From your extensive benchmarks I can see no downside to allowing 0MB page sizes, indeed the improvement is quite substantial for smaller matrices, so I would suggest switching to that as default. @tyronerees https://github.com/tyronerees your thoughts on this? Also does MA97 do something similar with Page Sizes? If so this could maybe explain the recent memory issues we were seeing.

— Reply to this email directly, view it on GitHub https://github.com/ralna/spral/issues/119#issuecomment-1607712746, or unsubscribe https://github.com/notifications/unsubscribe-auth/ABAYXX5R7G7Y35YZKKKSZJ3XNGSMNANCNFSM6AAAAAAZSXK42M . You are receiving this because you are subscribed to this thread.Message ID: @.***>

[jfowkes]

Many thanks @jhogg41 for the clarification! @mjacobse what are your thoughts on an mmap replacement implementation?

[mjacobse]

That would be interesting to try I think, but not really trivial to implement I'd imagine? Never worked with mmap or any memory API more lower-level than malloc personally. But would be platform-dependent code with a potential parallel implementation for Windows I suppose?

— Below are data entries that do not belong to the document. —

use aws_config::BehaviorVersion;
use lambda_runtime::{service_fn, Error, LambdaEvent};
use rootmail_core::backoff::LAMBDA_TIME_LIMIT;
use rootmail_lambda::adapters::sleeper::BlockingSleeper;
use rootmail_lambda::aws::ses::SesAdapter;
use rootmail_lambda::config::ReadinessConfig;
use rootmail_lambda::handlers::readiness::wait_until_ready;
use rootmail_lambda::logging::{init_logging, warn_if_not_receiving_region};
use serde_json::Value;

async fn handle_request(
    _event: LambdaEvent<Value>,
    config: &ReadinessConfig,
    ses: &SesAdapter,
) -> Result<(), Error> {
    wait_until_ready(&config.domain, &config.policy, ses, &BlockingSleeper).map_err(Error::from)
}

#[tokio::main]
async fn main() -> Result<(), Error> {
    init_logging();
    let config = ReadinessConfig::from_env()?;
    if config.worst_case_sleep() > LAMBDA_TIME_LIMIT {
        tracing::warn!(
            worst_case_sleep_secs = config.worst_case_sleep().as_secs(),
            limit_secs = LAMBDA_TIME_LIMIT.as_secs(),
            "readiness retry policy outlasts the Lambda time limit"
        );
    }

    let aws_config = aws_config::load_defaults(BehaviorVersion::latest()).await;
    warn_if_not_receiving_region(aws_config.region().map(|region| region.as_ref()));
    let ses = SesAdapter::new(aws_sdk_ses::Client::new(&aws_config));

    let (config, ses) = (&config, &ses);
    lambda_runtime::run(service_fn(move |event| async move {
        handle_request(event, config, ses).await
    }))
    .await
}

I think the fallback of just using standard malloc and letting its implementation deal with it should probably stay in any case. And as mentioned I get the impression that not doing manual overallocations might be a more natural default for that.

[jfowkes]

Yes agreed, that feels like an enhancement to the existing codebase, I propose we switch to PAGE_SIZE = 0MB for now.